Interim results of phase-1-2 trials find inactivated coronavirus vaccine is safe

Flu vaccine

Interim results of Phase-1 and Phase-2 trials of an inactivated SARS-CoV-2 vaccine carried out in China show that the vaccine is well tolerated, safe, and produced neutralizing antibodies at 14 days after booster vaccination. Over 90% receiving the vaccine developed neutralizing antibodies.

Interim results of Phase-1 and Phase-2 trials of an inactivated SARS-CoV-2 vaccine carried out in China show that the vaccine is well tolerated, safe, and produced neutralizing antibodies at 14 days after booster vaccination. Over 90% receiving the vaccine developed neutralizing antibodies. “Most participants started to generate antibody responses after the second injection, and remained at high levels 14 days after the third injection.”

The most common adverse reaction seen was pain at the injection site, followed by fever, which were mild and self-limiting. No serious adverse reactions were noted, the researchers write in a paper published in the Journal of the American Medical Association.  No antibody-dependent enhancement (ADE) phenomenon was observed.

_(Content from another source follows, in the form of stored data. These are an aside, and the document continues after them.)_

use std::time::{Duration, Instant};

use super::error::AudioError;
use super::format::{AudioFormat, SampleFormat};
use crate::processing::channel_mixer::{f32_to_i16, i16_to_f32};

/// Owned sample storage of an [`AudioBuffer`].
#[derive(Debug, Clone, PartialEq)]
pub enum SampleData {
    F32(Vec<f32>),
    I16(Vec<i16>),
}

impl SampleData {
    fn zeroed(format: SampleFormat, len: usize) -> Self {
        match format {
            SampleFormat::Float32 => Self::F32(vec![0.0; len]),
            SampleFormat::Int16 => Self::I16(vec![0; len]),
        }
    }

    fn get(&self, index: usize) -> f32 {
        match self {
            Self::F32(v) => v[index],
            Self::I16(v) => i16_to_f32(v[index]),
        }
    }

    fn set(&mut self, index: usize, value: f32) {
        match self {
            Self::F32(v) => v[index] = value,
            Self::I16(v) => v[index] = f32_to_i16(value),
        }
    }
}

/// A block of PCM samples tagged with its format.
///
/// Capacity is fixed at creation; `frame_length` counts the filled frames.
/// Planar (deinterleaved) storage lays out channel 0's `frame_capacity`
/// frames first, then channel 1, and so on.
#[derive(Debug, Clone, PartialEq)]
pub struct AudioBuffer {
    format: AudioFormat,
    frame_capacity: u32,
    frame_length: u32,
    data: SampleData,
}

impl AudioBuffer {
    /// Allocate an empty buffer. Returns `None` for a zero capacity or an
    /// invalid format.
    pub fn new(format: AudioFormat, frame_capacity: u32) -> Option<Self> {
        if frame_capacity == 0 || !format.is_valid() {
            return None;
        }
        let len = (frame_capacity as usize).checked_mul(format.channels as usize)?;
        Some(Self {
            format,
            frame_capacity,
            frame_length: 0,
            data: SampleData::zeroed(format.sample_format, len),
        })
    }

    /// Build a full buffer from interleaved f32 samples, stored in `format`'s
    /// representation. Trailing samples that do not fill a frame are dropped.
    pub fn from_interleaved_f32(format: AudioFormat, samples: &[f32]) -> Option<Self> {
        if !format.is_valid() {
            return None;
        }
        let frames = u32::try_from(samples.len() / format.channels as usize).ok()?;
        let mut buffer = Self::new(format, frames)?;
        buffer.write_interleaved_f32(samples);
        Some(buffer)
    }

    /// Build a full buffer from interleaved 16-bit samples.
    ///
    /// Stored as-is when `format` is interleaved Int16, converted otherwise.
    pub fn from_interleaved_i16(format: AudioFormat, samples: Vec<i16>) -> Option<Self> {
        if format.sample_format != SampleFormat::Int16 || !format.interleaved {
            let floats: Vec<f32> = samples.into_iter().map(i16_to_f32).collect();
            return Self::from_interleaved_f32(format, &floats);
        }
        if !format.is_valid() {
            return None;
        }
        let channels = format.channels as usize;
        let frames = u32::try_from(samples.len() / channels).ok()?;
        if frames == 0 {
            return None;
        }
        let mut samples = samples;
        samples.truncate(frames as usize * channels);
        Some(Self {
            format,
            frame_capacity: frames,
            frame_length: frames,
            data: SampleData::I16(samples),
        })
    }

    pub fn format(&self) -> &AudioFormat {
        &self.format
    }

    pub fn frame_capacity(&self) -> u32 {
        self.frame_capacity
    }

    pub fn frame_length(&self) -> u32 {
        self.frame_length
    }

    /// Set the number of valid frames. Fails if it exceeds the capacity.
    pub fn set_frame_length(&mut self, frames: u32) -> Result<(), AudioError> {
        if frames > self.frame_capacity {
            return Err(AudioError::InvalidState(format!(
                "frame length {} exceeds capacity {}",
                frames, self.frame_capacity
            )));
        }
        self.frame_length = frames;
        Ok(())
    }

    pub fn data(&self) -> &SampleData {
        &self.data
    }

    pub fn is_empty(&self) -> bool {
        self.frame_length == 0
    }

    /// Playback duration of the filled frames.
    pub fn duration(&self) -> Duration {
        Duration::from_secs_f64(self.frame_length as f64 / self.format.sample_rate as f64)
    }

    fn index(&self, channel: usize, frame: usize) -> usize {
        if self.format.interleaved {
            frame * self.format.channels as usize + channel
        } else {
            channel * self.frame_capacity as usize + frame
        }
    }

    /// Sample at `(channel, frame)` as normalised f32.
    pub fn sample(&self, channel: usize, frame: usize) -> f32 {
        self.data.get(self.index(channel, frame))
    }

    /// Overwrite the buffer with interleaved f32 samples, starting at frame 0.
    ///
    /// Writes at most `frame_capacity` frames and sets `frame_length` to the
    /// number written, which is returned.
    pub fn write_interleaved_f32(&mut self, samples: &[f32]) -> u32 {
        let channels = self.format.channels as usize;
        let frames = (samples.len() / channels).min(self.frame_capacity as usize);
        for frame in 0..frames {
            for ch in 0..channels {
                let idx = self.index(ch, frame);
                self.data.set(idx, samples[frame * channels + ch]);
            }
        }
        self.frame_length = frames as u32;
        self.frame_length
    }

    /// Copy the filled frames out as interleaved f32.
    pub fn to_interleaved_f32(&self) -> Vec<f32> {
        let channels = self.format.channels as usize;
        let frames = self.frame_length as usize;
        let mut out = Vec::with_capacity(frames * channels);
        for frame in 0..frames {
            for ch in 0..channels {
                out.push(self.sample(ch, frame));
            }
        }
        out
    }
}

/// Capture timestamp delivered alongside every tapped block.
#[derive(Debug, Clone, Copy, PartialEq, Eq)]
pub struct AudioTime {
    /// Position of the block's first frame in the input stream.
    pub sample_time: u64,
    pub sample_rate: u32,
    pub host_time: Instant,
}

impl AudioTime {
    pub fn new(sample_time: u64, sample_rate: u32) -> Self {
        Self {
            sample_time,
            sample_rate,
            host_time: Instant::now(),
        }
    }

    pub fn seconds(&self) -> f64 {
        if self.sample_rate == 0 {
            return 0.0;
        }
        self.sample_time as f64 / self.sample_rate as f64
    }
}

#[cfg(test)]
mod tests {
    use super::*;
    use approx::assert_relative_eq;

    #[test]
    fn zero_capacity_is_rejected() {
        assert!(AudioBuffer::new(AudioFormat::float32(48000, 2), 0).is_none());
        assert!(AudioBuffer::new(AudioFormat::float32(0, 2), 16).is_none());
    }

    #[test]
    fn new_buffer_is_empty() {
        let buffer = AudioBuffer::new(AudioFormat::float32(48000, 2), 128).unwrap();
        assert_eq!(buffer.frame_capacity(), 128);
        assert_eq!(buffer.frame_length(), 0);
        assert!(buffer.is_empty());
    }

    #[test]
    fn planar_storage_round_trips_interleaved_samples() {
        let samples = [0.1, -0.1, 0.2, -0.2, 0.3, -0.3];
        let buffer = AudioBuffer::from_interleaved_f32(AudioFormat::float32(8000, 2), &samples).unwrap();

        assert_eq!(buffer.frame_length(), 3);
        match buffer.data() {
            SampleData::F32(v) => assert_eq!(v, &vec![0.1, 0.2, 0.3, -0.1, -0.2, -0.3]),
            other => panic!("unexpected storage {:?}", other),
        }
        assert_eq!(buffer.to_interleaved_f32(), samples.to_vec());
    }

    #[test]
    fn int16_storage_quantizes() {
        let buffer =
            AudioBuffer::from_interleaved_f32(AudioFormat::int16_interleaved(8000, 1), &[1.0, -1.0, 0.5]).unwrap();
        match buffer.data() {
            SampleData::I16(v) => {
                assert_eq!(v[0], i16::MAX);
                assert_eq!(v[1], -i16::MAX);
            }
            other => panic!("unexpected storage {:?}", other),
        }
        assert_relative_eq!(buffer.sample(0, 2), 0.5, epsilon = 1e-4);
    }

    #[test]
    fn frame_length_cannot_exceed_capacity() {
        let mut buffer = AudioBuffer::new(AudioFormat::float32(8000, 1), 4).unwrap();
        assert!(buffer.set_frame_length(4).is_ok());
        assert!(buffer.set_frame_length(5).is_err());
    }

    #[test]
    fn write_truncates_to_capacity() {
        let mut buffer = AudioBuffer::new(AudioFormat::float32(8000, 1), 2).unwrap();
        let written = buffer.write_interleaved_f32(&[0.1, 0.2, 0.3]);
        assert_eq!(written, 2);
        assert_eq!(buffer.to_interleaved_f32(), vec![0.1, 0.2]);
    }

    #[test]
    fn duration_uses_filled_frames() {
        let buffer = AudioBuffer::from_interleaved_f32(AudioFormat::float32(1000, 1), &[0.0; 500]).unwrap();
        assert_eq!(buffer.duration(), Duration::from_millis(500));
    }

    #[test]
    fn audio_time_seconds() {
        let time = AudioTime::new(24000, 48000);
        assert_relative_eq!(time.seconds(), 0.5);
    }
}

The interim analysis was carried based on data up to 14 days after two injections in both phases, and also data from three different doses and three injection procedures in the case of Phase-1 and two injections procedures in the case of Phase-2 trial.

The vaccine candidate tested by China — inactivated viruses with an alum adjuvant —  is similar to the vaccine (Covaxin) candidate design now being tested by the Hyderbad-based Bharat Biotech. While one of the vaccines tested by Bharat Biotech contains only alum adjuvant, the second coronavirus vaccine that is tested contains alum plus another compound as an adjuvant. Hence, the safety of the vaccine and its ability to elicit neutralising antibodies offers hope that Bharat Biotech’s vaccine too may behave similarly.

Antibody responses

The neutralizing antibody response was monitored over 14 days after injections. Data suggest that the “inactivated vaccine may effectively induce antibody production”. “The antibody titers started to increase after the second injection and further increased after the third injection, suggesting the need for a booster injection,” they write.

The magnitude of the antibody responses was not compared with convalescent serum samples but was compared with published results from other COVID-19 vaccine trials. The neutralizing antibody titers were “comparable with the levels” in other studies using a similar method such Moderna and Oxford vaccine and “higher” than adenovirus-vector vaccine, they write.

The trials were designed by the Wuhan Institute of Biological Products Co Ltd and Henan Provincial Center for Disease Control and Prevention (CDC) and conducted in Henan Province, China. Phase-1 trial involved 96 participants, while the Phase-2 trial was among 224 participants. The participants were in the age group 18-59 years. The enrollment began on April 12 and the interim analysis was conducted on June 16.

Design of trials

For the Phase-1 trial, three different doses (2.5 microgram, 5 microgram, and 10 microgram) were tested on 24 participants each. Each participant received three doses of the vaccine on days 0, 28, and 56. The control arm received only the alum adjuvant.

Participants were randomly assigned to either receive one of the three vaccine doses or a placebo (alum adjuvant in this case). Neither the participants nor the principal investigators knew who was receiving the vaccine and who was not, which is called a double-blind study.

For the Phase-2 trial, only one dose (5 microgram) was tested on 224 healthy participants. Each participant received two doses of the vaccine either on days 0 and 14 or on days 0 and 21. Each arm had 84 participants. The control arm with 28 participants received only the alum adjuvant. Participants were randomly assigned to either receive the vaccine or a placebo (alum adjuvant in this case). It was a double-blind study.

Participants receiving three different doses did not get the candidate vaccine at the same time. Instead, in Phase-1 trial, those belonging to the low-dose received injections first, and adverse events were monitored for seven days. Participants in the medium-dose group received the candidate vaccine only on day eight when no serious adverse events were seen in those who received the low-dose. Similar procedure was followed for the high-dose vaccination.

Even in the case of Phase-2, participants received the medium dose only on day eight after participants in Phase-1 received the medium dose and when no serious adverse events were reported.